I got the call late Tuesday evening from my brother and sister, telling me that Daddy had passed out, was unresponsive, and they were taking him to the emergency room. Once he got to the hospital, he was in a lot of pain, and having great difficulty breathing. After a few tests, they “thought” he might have had a mild heart attack, was in the beginning stages of pneumonia, and had a horrible UTI. The decision was made to transfer him from our little local hometown hospital to a larger hospital in a nearby town. Once there, he was stabilized, and my brother reported that he was resting better.

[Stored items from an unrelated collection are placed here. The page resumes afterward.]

use core::iter::{Product, Sum};
use core::ops::{Add, AddAssign, Div, DivAssign, Mul, MulAssign, Neg, Sub, SubAssign};

use crate::traits::FloatScalar;

use super::Complex;

// ── Complex ⊕ Complex ────────────────────────────────────────────────

impl<T: FloatScalar> Add for Complex<T> {
    type Output = Self;

    #[inline]
    fn add(self, rhs: Self) -> Self {
        Self::new(self.re + rhs.re, self.im + rhs.im)
    }
}

impl<T: FloatScalar> Sub for Complex<T> {
    type Output = Self;

    #[inline]
    fn sub(self, rhs: Self) -> Self {
        Self::new(self.re - rhs.re, self.im - rhs.im)
    }
}

impl<T: FloatScalar> Mul for Complex<T> {
    type Output = Self;

    #[inline]
    fn mul(self, rhs: Self) -> Self {
        Self::new(
            self.re * rhs.re - self.im * rhs.im,
            self.re * rhs.im + self.im * rhs.re,
        )
    }
}

impl<T: FloatScalar> Div for Complex<T> {
    type Output = Self;

    /// Smith's algorithm: scale by the larger component of the divisor so
    /// that `|rhs|²` is never formed.
    #[inline]
    fn div(self, rhs: Self) -> Self {
        let (a, b, c, d) = (self.re, self.im, rhs.re, rhs.im);
        if c.abs() < d.abs() {
            let q = c / d;
            let den = c * q + d;
            Self::new((a * q + b) / den, (b * q - a) / den)
        } else {
            let q = d / c;
            let den = d * q + c;
            Self::new((b * q + a) / den, (b - a * q) / den)
        }
    }
}

impl<T: FloatScalar> Neg for Complex<T> {
    type Output = Self;

    #[inline]
    fn neg(self) -> Self {
        Self::new(-self.re, -self.im)
    }
}

// ── Complex ⊕ real ───────────────────────────────────────────────────

impl<T: FloatScalar> Add<T> for Complex<T> {
    type Output = Self;

    #[inline]
    fn add(self, rhs: T) -> Self {
        Self::new(self.re + rhs, self.im)
    }
}

impl<T: FloatScalar> Sub<T> for Complex<T> {
    type Output = Self;

    #[inline]
    fn sub(self, rhs: T) -> Self {
        Self::new(self.re - rhs, self.im)
    }
}

impl<T: FloatScalar> Mul<T> for Complex<T> {
    type Output = Self;

    #[inline]
    fn mul(self, rhs: T) -> Self {
        Self::new(self.re * rhs, self.im * rhs)
    }
}

impl<T: FloatScalar> Div<T> for Complex<T> {
    type Output = Self;

    #[inline]
    fn div(self, rhs: T) -> Self {
        Self::new(self.re / rhs, self.im / rhs)
    }
}

// ── real ⊕ Complex ───────────────────────────────────────────────────

macro_rules! impl_real_lhs {
    ($($t:ty),*) => {
        $(
            impl Add<Complex<$t>> for $t {
                type Output = Complex<$t>;

                #[inline]
                fn add(self, rhs: Complex<$t>) -> Complex<$t> {
                    Complex::new(self + rhs.re, rhs.im)
                }
            }

            impl Sub<Complex<$t>> for $t {
                type Output = Complex<$t>;

                #[inline]
                fn sub(self, rhs: Complex<$t>) -> Complex<$t> {
                    Complex::new(self - rhs.re, -rhs.im)
                }
            }

            impl Mul<Complex<$t>> for $t {
                type Output = Complex<$t>;

                #[inline]
                fn mul(self, rhs: Complex<$t>) -> Complex<$t> {
                    Complex::new(self * rhs.re, self * rhs.im)
                }
            }

            impl Div<Complex<$t>> for $t {
                type Output = Complex<$t>;

                #[inline]
                fn div(self, rhs: Complex<$t>) -> Complex<$t> {
                    Complex::from_real(self) / rhs
                }
            }
        )*
    };
}

impl_real_lhs!(f32, f64);

// ── In-place ─────────────────────────────────────────────────────────

impl<T: FloatScalar> AddAssign for Complex<T> {
    #[inline]
    fn add_assign(&mut self, rhs: Self) {
        self.re = self.re + rhs.re;
        self.im = self.im + rhs.im;
    }
}

impl<T: FloatScalar> SubAssign for Complex<T> {
    #[inline]
    fn sub_assign(&mut self, rhs: Self) {
        self.re = self.re - rhs.re;
        self.im = self.im - rhs.im;
    }
}

impl<T: FloatScalar> MulAssign for Complex<T> {
    #[inline]
    fn mul_assign(&mut self, rhs: Self) {
        *self = *self * rhs;
    }
}

impl<T: FloatScalar> DivAssign for Complex<T> {
    #[inline]
    fn div_assign(&mut self, rhs: Self) {
        *self = *self / rhs;
    }
}

impl<T: FloatScalar> AddAssign<T> for Complex<T> {
    #[inline]
    fn add_assign(&mut self, rhs: T) {
        self.re = self.re + rhs;
    }
}

impl<T: FloatScalar> SubAssign<T> for Complex<T> {
    #[inline]
    fn sub_assign(&mut self, rhs: T) {
        self.re = self.re - rhs;
    }
}

impl<T: FloatScalar> MulAssign<T> for Complex<T> {
    #[inline]
    fn mul_assign(&mut self, rhs: T) {
        self.re = self.re * rhs;
        self.im = self.im * rhs;
    }
}

impl<T: FloatScalar> DivAssign<T> for Complex<T> {
    #[inline]
    fn div_assign(&mut self, rhs: T) {
        self.re = self.re / rhs;
        self.im = self.im / rhs;
    }
}

// ── Iterator folds ───────────────────────────────────────────────────

impl<T: FloatScalar> Sum for Complex<T> {
    fn sum<I: Iterator<Item = Self>>(iter: I) -> Self {
        iter.fold(Self::zero(), |acc, z| acc + z)
    }
}

impl<'a, T: FloatScalar> Sum<&'a Complex<T>> for Complex<T> {
    fn sum<I: Iterator<Item = &'a Self>>(iter: I) -> Self {
        iter.fold(Self::zero(), |acc, z| acc + *z)
    }
}

impl<T: FloatScalar> Product for Complex<T> {
    fn product<I: Iterator<Item = Self>>(iter: I) -> Self {
        iter.fold(Self::one(), |acc, z| acc * z)
    }
}

impl<'a, T: FloatScalar> Product<&'a Complex<T>> for Complex<T> {
    fn product<I: Iterator<Item = &'a Self>>(iter: I) -> Self {
        iter.fold(Self::one(), |acc, z| acc * *z)
    }
}

// ── num-traits identities ────────────────────────────────────────────

impl<T: FloatScalar> num_traits::Zero for Complex<T> {
    #[inline]
    fn zero() -> Self {
        Complex::new(T::zero(), T::zero())
    }

    #[inline]
    fn is_zero(&self) -> bool {
        self.re == T::zero() && self.im == T::zero()
    }
}

impl<T: FloatScalar> num_traits::One for Complex<T> {
    #[inline]
    fn one() -> Self {
        Complex::new(T::one(), T::zero())
    }
}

Since I live in another state, I was trying to get to the hospital as quickly as I could. I did not make it in time!! I did not get to see him or tell him good-bye!! I was devastated that I did not get to tell him how much he meant to me, or that I loved him beyond reason. But then, I thought about our last conversation on the phone the week before. The last words he ever heard from me were, “I love you Daddy!” And the last words I ever heard from him were, “I love you baby!” He knew that I loved him, with every fiber of my being, and I knew that he loved me. We had spent a lifetime sharing and showing that love to each other.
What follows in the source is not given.